11. The method for providing power to a vehicle as claimed in claim 6, one or more electric load includes an electronic control unit, 12 volts battery and other 12Volts loads.
12. The method for providing power to a vehicle as claimed in claim 6, wherein at step 907, said control unit can be activated by the electrical components including a secondary battery having predetermined capacity.
13. A vehicle comprising:
one or more control units (102, 103),
a telematics unit (201),
a charger (105),
an electronic component (104),
one or more electrical loads, said electrical loads includes one or more high voltage loads and one or more low voltage loads,
wherein, the charger (105) being configured to provide a high voltage electrical power to the one or more high electrical loads in the vehicle, and
wherein the charger (105) being connected to the electronic component (104), the electronic component (104) being configured to provide low voltage electrical power to the one or more low voltage electrical loads in the vehicle.

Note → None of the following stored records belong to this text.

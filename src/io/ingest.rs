//! CSV ingestion of raw movement legs
//!
//! Reads the `;`-delimited export of the movement dataset, resolves both
//! endpoints through the injected `PlaceResolver` and produces `Leg`
//! records for the pipeline. Rows with unresolvable endpoints or excluded
//! modes are dropped and counted; malformed rows (bad CSV, unparseable
//! timestamps) abort ingestion with context, before the core ever runs.

use crate::domain::types::{Leg, ParticipantId, TransportMode};
use crate::infra::Config;
use crate::io::geocode::PlaceResolver;
use anyhow::{bail, Context, Result};
use chrono::{DateTime, NaiveDateTime};
use csv::ReaderBuilder;
use serde::Deserialize;
use std::path::Path;
use tracing::info;

/// One raw CSV row, prior to resolution and validation
#[derive(Debug, Clone, Deserialize)]
pub struct RawLegRecord {
    pub participant_id: String,
    pub start_time: String,
    pub end_time: String,
    #[serde(rename = "distance(m)")]
    pub distance_m: f64,
    pub mean_of_transport: String,
    pub start_geohash: String,
    pub end_geohash: String,
}

/// Ingestion drop counters
#[derive(Debug, Clone, Copy, Default, PartialEq, Eq)]
pub struct IngestStats {
    pub rows_read: usize,
    pub rows_unresolved: usize,
    pub rows_excluded_mode: usize,
}

/// Read all raw rows from a CSV file
pub fn read_raw_legs<P: AsRef<Path>>(path: P, delimiter: u8) -> Result<Vec<RawLegRecord>> {
    let path = path.as_ref();
    let mut reader = ReaderBuilder::new()
        .delimiter(delimiter)
        .trim(csv::Trim::All)
        .from_path(path)
        .with_context(|| format!("Failed to open input file {}", path.display()))?;

    let mut rows = Vec::new();
    for (i, result) in reader.deserialize().enumerate() {
        // Header is line 1, first record line 2
        let record: RawLegRecord = result
            .with_context(|| format!("Failed to parse line {} of {}", i + 2, path.display()))?;
        rows.push(record);
    }

    info!(rows = %rows.len(), file = %path.display(), "raw_legs_read");
    Ok(rows)
}

/// Resolve endpoints and build pipeline legs
///
/// Both geohashes must resolve to a non-empty place name; excluded modes
/// are dropped afterwards, matching the original ingestion order.
pub fn resolve_legs<R: PlaceResolver>(
    rows: Vec<RawLegRecord>,
    resolver: &mut R,
    config: &Config,
) -> Result<(Vec<Leg>, IngestStats)> {
    let mut stats = IngestStats { rows_read: rows.len(), ..IngestStats::default() };
    let mut legs = Vec::with_capacity(rows.len());

    for row in rows {
        let (Some(start_place), Some(end_place)) =
            (resolver.resolve(&row.start_geohash), resolver.resolve(&row.end_geohash))
        else {
            stats.rows_unresolved += 1;
            continue;
        };

        if config.is_excluded_mode(&row.mean_of_transport) {
            stats.rows_excluded_mode += 1;
            continue;
        }

        let start_time = parse_timestamp(&row.start_time).with_context(|| {
            format!("Bad start_time for participant {}", row.participant_id)
        })?;
        let end_time = parse_timestamp(&row.end_time)
            .with_context(|| format!("Bad end_time for participant {}", row.participant_id))?;

        legs.push(Leg {
            participant: ParticipantId(row.participant_id),
            start_place,
            end_place,
            start_time,
            end_time,
            distance_km: row.distance_m / 1000.0,
            mode: TransportMode::from_raw(&row.mean_of_transport),
            journey_id: None,
        });
    }

    info!(
        legs = %legs.len(),
        unresolved = %stats.rows_unresolved,
        excluded_mode = %stats.rows_excluded_mode,
        "legs_resolved"
    );
    Ok((legs, stats))
}

/// Parse the dataset's timestamp formats: RFC 3339 with offset, or a bare
/// local datetime with either a space or a T separator
fn parse_timestamp(raw: &str) -> Result<NaiveDateTime> {
    if let Ok(dt) = DateTime::parse_from_rfc3339(raw) {
        return Ok(dt.naive_utc());
    }
    for format in ["%Y-%m-%d %H:%M:%S", "%Y-%m-%dT%H:%M:%S"] {
        if let Ok(dt) = NaiveDateTime::parse_from_str(raw, format) {
            return Ok(dt);
        }
    }
    bail!("unparseable timestamp {:?}", raw)
}

#[cfg(test)]
mod tests {
    use super::*;
    use crate::io::geocode::TableResolver;
    use chrono::{Datelike, Timelike};
    use std::io::Write;
    use tempfile::NamedTempFile;

    const HEADER: &str = "participant_id;start_time;end_time;distance(m);mean_of_transport;start_geohash;end_geohash\n";

    fn write_csv(content: &str) -> NamedTempFile {
        let mut file = NamedTempFile::new().unwrap();
        file.write_all(content.as_bytes()).unwrap();
        file.flush().unwrap();
        file
    }

    fn resolver() -> TableResolver {
        TableResolver::from_entries([
            ("u0m3h".to_string(), "Lausanne, CH".to_string()),
            ("u0m5x".to_string(), "Geneva, CH".to_string()),
        ])
    }

    #[test]
    fn test_read_and_resolve() {
        let file = write_csv(&format!(
            "{HEADER}p1;2024-08-26 08:00:00;2024-08-26 08:40:00;35000;TRAIN;u0m3h;u0m5x\n"
        ));
        let rows = read_raw_legs(file.path(), b';').unwrap();
        assert_eq!(rows.len(), 1);

        let (legs, stats) = resolve_legs(rows, &mut resolver(), &Config::default()).unwrap();
        assert_eq!(stats.rows_read, 1);
        assert_eq!(legs.len(), 1);

        let leg = &legs[0];
        assert_eq!(leg.participant, ParticipantId("p1".to_string()));
        assert_eq!(leg.start_place, "Lausanne, CH");
        assert_eq!(leg.end_place, "Geneva, CH");
        assert_eq!(leg.distance_km, 35.0);
        assert_eq!(leg.mode, TransportMode::Train);
        assert_eq!(leg.start_time.hour(), 8);
        assert!(leg.journey_id.is_none());
    }

    #[test]
    fn test_rfc3339_timestamps() {
        let file = write_csv(&format!(
            "{HEADER}p1;2024-08-26T08:00:00+00:00;2024-08-26T08:40:00+00:00;35000;TRAIN;u0m3h;u0m5x\n"
        ));
        let rows = read_raw_legs(file.path(), b';').unwrap();
        let (legs, _) = resolve_legs(rows, &mut resolver(), &Config::default()).unwrap();
        assert_eq!(legs[0].start_time.day(), 26);
        assert_eq!(legs[0].start_time.minute(), 0);
    }

    #[test]
    fn test_malformed_timestamp_fails_loudly() {
        let file = write_csv(&format!(
            "{HEADER}p1;yesterday;2024-08-26 08:40:00;35000;TRAIN;u0m3h;u0m5x\n"
        ));
        let rows = read_raw_legs(file.path(), b';').unwrap();
        let err = resolve_legs(rows, &mut resolver(), &Config::default()).unwrap_err();
        assert!(format!("{err:#}").contains("start_time"));
    }

    #[test]
    fn test_missing_column_fails_loudly() {
        let file = write_csv("participant_id;start_time\np1;2024-08-26 08:00:00\n");
        assert!(read_raw_legs(file.path(), b';').is_err());
    }

    #[test]
    fn test_unresolved_rows_are_dropped() {
        let file = write_csv(&format!(
            "{HEADER}p1;2024-08-26 08:00:00;2024-08-26 08:40:00;35000;TRAIN;zzzzz;u0m5x\n"
        ));
        let rows = read_raw_legs(file.path(), b';').unwrap();
        let (legs, stats) = resolve_legs(rows, &mut resolver(), &Config::default()).unwrap();
        assert!(legs.is_empty());
        assert_eq!(stats.rows_unresolved, 1);
    }

    #[test]
    fn test_excluded_modes_are_dropped() {
        let file = write_csv(&format!(
            "{HEADER}p1;2024-08-26 08:00:00;2024-08-26 08:40:00;5000;DETECTION_ERROR;u0m3h;u0m5x\np1;2024-08-26 09:00:00;2024-08-26 09:40:00;5000;MOTORBIKE;u0m3h;u0m5x\n"
        ));
        let rows = read_raw_legs(file.path(), b';').unwrap();
        let (legs, stats) = resolve_legs(rows, &mut resolver(), &Config::default()).unwrap();
        assert!(legs.is_empty());
        assert_eq!(stats.rows_excluded_mode, 2);
    }

    #[test]
    fn test_extra_columns_are_ignored() {
        let file = write_csv(
            "participant_id;start_time;end_time;distance(m);mean_of_transport;start_geohash;end_geohash;gCO2;is_power_saving\np1;2024-08-26 08:00:00;2024-08-26 08:40:00;35000;TRAIN;u0m3h;u0m5x;120;false\n",
        );
        let rows = read_raw_legs(file.path(), b';').unwrap();
        assert_eq!(rows.len(), 1);
    }
}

14. The vehicle as claimed in claim 13, wherein one of the control units (102, 103) being configured to trigger the telematics unit (201), and the telematics unit (201) being configured to monitor the health status of the high voltage loads and the low voltage electrical loads in the vehicle to alert a user in case of any malfunctions.
15. The vehicle as claimed in claim 13, wherein an electrical inlet being connected to the electronic component (104), an output of the electronic component (104) being transmitted to one of said one or more control units (102, 103), one or more sensors, and one or more actuators (101) when one or more batteries (106) being removed from the vehicle.
16. The vehicle as claimed in claim 13, wherein one or more electronic components (104) includes a DC-DC converter.
17. The vehicle as claimed in claim 13, wherein said control units (102, 103) include a first control unit (102) and a second control unit (103).
18. The vehicle as claimed in claim 13, wherein said first control unit (102) being a vehicle control unit and said second control unit (103) is a keyless electronic control unit (600).
19. The vehicle as claimed in claim 13, wherein the secondary battery being configured to transmit electrical power to one of the first control unit (102), the second control unit (103), the first sensor, the second sensor, and the actuator (101) when the at least primary battery being removed from the vehicle.
20. The vehicle as claimed in claim 13, wherein the output of the electronic component (104) being transmitted to a secondary battery (301).